Linked Research Article
This Perspective discusses the following new study published in PLoS Medicine:
Kilpeläinen TO, Qi L, Brage S, Sharp SJ, Sonestedt E, et al. (2011) Physical Activity Attenuates the Influence of FTO Variants on Obesity Risk: A Meta-Analysis of 218,166 Adults and 19,268 Children. PLoS Med 8(11): e1001116. doi:10.1371/journal.pmed.1001116
Ruth Loos and colleagues report findings from a meta-analysis of multiple studies examining the extent to which physical activity attenuates effects of a specific gene variant, FTO, on obesity in adults and children. They report a fairly substantial attenuation by physical activity on the effects of this genetic variant on the risk of obesity in adults.
An impressively large meta-analysis in this issue of PLoS Medicine shows that physical activity modifies the effect of a common genetic trait on body mass. It was already known that certain variants of the “fat mass and obesity associated” (FTO) gene predispose to weight gain, but this article shows that this effect is weaker among physically active persons .

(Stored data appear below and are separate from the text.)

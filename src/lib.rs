//! Pure Rust implementation of the Snappy compression format.
//!
//! Two layers are exposed:
//!
//! * [`raw`] — the block format: a length prefix plus a tag stream of
//!   literals and back-copies. Fast, checksum-free, and only suitable when
//!   something else already delimits your data.
//! * [`framed`] — the streaming format: 64 KiB chunks with masked CRC32C
//!   checksums and an uncompressed fallback, behind ordinary
//!   `Read`/`Write` wrappers (and `AsyncRead`/`AsyncWrite` with the
//!   `async` feature).
//!
//! The wire format matches the reference implementation in both directions;
//! output from other Snappy libraries decodes here and vice versa.

#![forbid(unsafe_code)]

pub mod framed;
pub mod raw;

mod crc32c;
mod varint;
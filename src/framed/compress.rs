use byteorder::{ByteOrder, LE};
use std::cmp;
use std::io::{self, ErrorKind, Read, Write};
use thiserror::Error;
use culpa::{throw, throws};

use super::{MAX_CHUNK_INPUT, STREAM_IDENTIFIER};
use crate::crc32c::crc32c_masked;
use crate::raw::{compress_with_table, max_compressed_len, BlockTable};

/// Errors when compressing a stream.
#[derive(Error, Debug)]
pub enum CompressionError {
    #[error("error reading from the input you gave me")]
    ReadError(io::Error),
    #[error("error writing to the output you gave me")]
    WriteError(#[from] io::Error),
}
type Error = CompressionError; // do it this way for better docs
impl From<Error> for io::Error {
    fn from(e: Error) -> io::Error {
        io::Error::new(ErrorKind::Other, e)
    }
}

/// Compress a stream.
///
/// This writer buffers up to 64 KiB and turns every full buffer (and whatever
/// is left at flush time) into one chunk. Each chunk carries the masked CRC32C
/// of its raw bytes; if compression does not shrink the bytes, they are stored
/// uncompressed instead, so a stream never grows by more than the chunk
/// framing.
///
/// Call [`finish`](FrameWriter::finish) (or at least `flush`) when you are
/// done: dropping the writer with buffered data silently loses it, like any
/// other buffered writer.
pub struct FrameWriter<W: Write> {
    inner: W,
    /// Bytes accepted from the caller but not yet turned into a chunk.
    src: Vec<u8>,
    /// The encoded chunk being assembled, headers and all.
    chunk: Vec<u8>,
    /// Compression scratch, sized once for the worst case.
    scratch: Vec<u8>,
    table: BlockTable,
    wrote_stream_ident: bool,
}

impl<W: Write> FrameWriter<W> {
    pub fn new(inner: W) -> Self {
        FrameWriter {
            inner,
            src: Vec::with_capacity(MAX_CHUNK_INPUT),
            chunk: Vec::new(),
            scratch: vec![0; max_compressed_len(MAX_CHUNK_INPUT)],
            table: BlockTable::new(),
            wrote_stream_ident: false,
        }
    }

    /// Gets a reference to the underlying writer.
    pub fn get_ref(&self) -> &W {
        &self.inner
    }

    /// Gets a mutable reference to the underlying writer.
    ///
    /// Note that mutation of the stream may result in surprising results if
    /// this writer is continued to be used.
    pub fn get_mut(&mut self) -> &mut W {
        &mut self.inner
    }

    /// Flush any buffered bytes as a final chunk and return the inner writer.
    pub fn finish(mut self) -> io::Result<W> {
        self.flush()?;
        Ok(self.inner)
    }

    fn emit_buffered_chunk(&mut self) -> io::Result<()> {
        self.chunk.clear();
        encode_chunk(
            &self.src,
            &mut self.table,
            &mut self.scratch,
            &mut self.wrote_stream_ident,
            &mut self.chunk,
        )?;
        self.inner.write_all(&self.chunk)?;
        self.src.clear();
        Ok(())
    }
}

impl<W: Write> Write for FrameWriter<W> {
    fn write(&mut self, buf: &[u8]) -> io::Result<usize> {
        let mut remaining = buf;
        while !remaining.is_empty() {
            let free = MAX_CHUNK_INPUT - self.src.len();
            if free == 0 {
                self.emit_buffered_chunk()?;
                continue;
            }
            let n = cmp::min(free, remaining.len());
            self.src.extend_from_slice(&remaining[..n]);
            remaining = &remaining[n..];
        }
        Ok(buf.len())
    }

    fn flush(&mut self) -> io::Result<()> {
        if !self.src.is_empty() {
            self.emit_buffered_chunk()?;
        }
        self.inner.flush()
    }
}

/// Encode `data` as one chunk, appending to `out`.
///
/// Emits the stream identifier first when this is the first chunk. `data`
/// must be non-empty and at most 64 KiB.
pub(crate) fn encode_chunk(
    data: &[u8],
    table: &mut BlockTable,
    scratch: &mut [u8],
    wrote_stream_ident: &mut bool,
    out: &mut Vec<u8>,
) -> io::Result<()> {
    debug_assert!(!data.is_empty() && data.len() <= MAX_CHUNK_INPUT);

    if !*wrote_stream_ident {
        out.extend_from_slice(STREAM_IDENTIFIER);
        *wrote_stream_ident = true;
    }

    // the checksum always covers the raw bytes, whichever representation wins
    let checksum = crc32c_masked(data);
    let compressed_len = compress_with_table(data, scratch, table)?;

    let (chunk_type, payload): (u8, &[u8]) = if compressed_len < data.len() {
        (super::ChunkType::Compressed as u8, &scratch[..compressed_len])
    } else {
        (super::ChunkType::Uncompressed as u8, data)
    };

    let mut header = [0u8; 8];
    header[0] = chunk_type;
    LE::write_u24(&mut header[1..4], (4 + payload.len()) as u32);
    LE::write_u32(&mut header[4..8], checksum);
    out.extend_from_slice(&header);
    out.extend_from_slice(payload);
    Ok(())
}

/// Compress everything `reader` yields into `writer` as one stream.
#[throws]
pub fn compress_frame<R: Read, W: Write>(mut reader: R, writer: W) {
    let mut writer = FrameWriter::new(writer);
    let mut buf = vec![0u8; MAX_CHUNK_INPUT];
    loop {
        let n = match reader.read(&mut buf) {
            Ok(0) => break,
            Ok(n) => n,
            Err(ref e) if e.kind() == ErrorKind::Interrupted => continue,
            Err(e) => throw!(Error::ReadError(e)),
        };
        writer.write_all(&buf[..n])?;
    }
    writer.finish()?;
}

The authors argue that this is important because many people have a determinist view of genes and may think that when something is written in your genetic code, nothing can be done to alter the course of fate. The study shows that view to be overly simplistic: genes may predispose to weight gain, but this weight can be lost by extra physical activity. And in time, studies into the causes of this gene–behaviour interaction may lead to new treatments for obesity.